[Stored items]
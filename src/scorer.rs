use std::collections::HashMap;
use std::sync::{Arc, LazyLock};

use parking_lot::Mutex;
use regex::Regex;
use serde::Serialize;

use crate::domain::LocalKey;
use crate::record::{MatchResult, MatchType};

static NOTE_ENTRY: LazyLock<Regex> = LazyLock::new(|| {
    Regex::new(r"^\s*([A-Za-z_]+)\s*=\s*(-?\d+)\s*$").expect("note entry pattern is valid")
});

#[derive(Debug, Clone, Default, PartialEq, Eq, Serialize)]
pub struct MatchScore {
    pub query: String,
    pub candidate: LocalKey,
    pub confidence: Option<i32>,
    pub match_type: MatchType,
    pub name: Option<i32>,
    pub authorship: Option<i32>,
    pub classification: Option<i32>,
    pub rank: Option<i32>,
    pub accepted: Option<i32>,
    pub single_match: Option<i32>,
    pub total: Option<i32>,
}

impl MatchScore {
    pub fn has_sub_scores(&self) -> bool {
        [
            self.name,
            self.authorship,
            self.classification,
            self.rank,
            self.accepted,
            self.single_match,
            self.total,
        ]
        .iter()
        .any(Option::is_some)
    }
}

pub fn score(query: &str, candidate: LocalKey, raw: &MatchResult) -> MatchScore {
    let mut score = MatchScore {
        query: query.to_string(),
        candidate,
        confidence: raw.confidence,
        match_type: raw.match_type,
        ..Default::default()
    };
    let Some(note) = raw.note.as_deref() else {
        return score;
    };
    let body = match note.split_once(':') {
        Some((prefix, rest)) if !prefix.contains('=') => rest,
        _ => note,
    };
    for entry in body.split(';') {
        let Some(captures) = NOTE_ENTRY.captures(entry) else {
            continue;
        };
        let Ok(value) = captures[2].parse::<i32>() else {
            continue;
        };
        let slot = match captures[1].to_ascii_lowercase().as_str() {
            "name" => &mut score.name,
            "authorship" => &mut score.authorship,
            "classification" => &mut score.classification,
            "rank" => &mut score.rank,
            "status" | "accepted" => &mut score.accepted,
            "singlematch" | "single_match" => &mut score.single_match,
            "score" | "total" => &mut score.total,
            _ => continue,
        };
        *slot = Some(value);
    }
    score
}

#[derive(Default)]
struct ScoreMaps {
    by_query: HashMap<String, HashMap<LocalKey, Arc<MatchScore>>>,
    by_candidate: HashMap<LocalKey, HashMap<String, Arc<MatchScore>>>,
}

#[derive(Default)]
pub struct ScoreIndex {
    maps: Mutex<ScoreMaps>,
}

impl ScoreIndex {
    pub fn record(&self, score: MatchScore) -> Arc<MatchScore> {
        let score = Arc::new(score);
        let mut maps = self.maps.lock();
        maps.by_query
            .entry(score.query.clone())
            .or_default()
            .insert(score.candidate, Arc::clone(&score));
        maps.by_candidate
            .entry(score.candidate)
            .or_default()
            .insert(score.query.clone(), Arc::clone(&score));
        score
    }

    pub fn score(&self, query: &str, candidate: LocalKey, raw: &MatchResult) -> Arc<MatchScore> {
        self.record(score(query, candidate, raw))
    }

    pub fn get(&self, query: &str, candidate: LocalKey) -> Option<Arc<MatchScore>> {
        self.maps
            .lock()
            .by_query
            .get(query)
            .and_then(|scores| scores.get(&candidate))
            .cloned()
    }

    pub fn for_query(&self, query: &str) -> Vec<Arc<MatchScore>> {
        let maps = self.maps.lock();
        let mut scores: Vec<_> = maps
            .by_query
            .get(query)
            .map(|scores| scores.values().cloned().collect())
            .unwrap_or_default();
        scores.sort_by(|a, b| b.confidence.cmp(&a.confidence).then(a.candidate.cmp(&b.candidate)));
        scores
    }

    pub fn for_candidate(&self, candidate: LocalKey) -> Vec<Arc<MatchScore>> {
        let maps = self.maps.lock();
        let mut scores: Vec<_> = maps
            .by_candidate
            .get(&candidate)
            .map(|scores| scores.values().cloned().collect())
            .unwrap_or_default();
        scores.sort_by(|a, b| a.query.cmp(&b.query));
        scores
    }

    pub fn len(&self) -> usize {
        self.maps.lock().by_query.values().map(HashMap::len).sum()
    }

    pub fn is_empty(&self) -> bool {
        self.len() == 0
    }

    pub fn clear(&self) {
        let mut maps = self.maps.lock();
        for scores in maps.by_query.values_mut() {
            scores.clear();
        }
        for scores in maps.by_candidate.values_mut() {
            scores.clear();
        }
        maps.by_query.clear();
        maps.by_candidate.clear();
    }
}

WHAT NEEDS TO BE DONE:
Of all the lines in the data, count those that contain "confidence" and give that figure with nothing else.

ANSWER SPACE:
3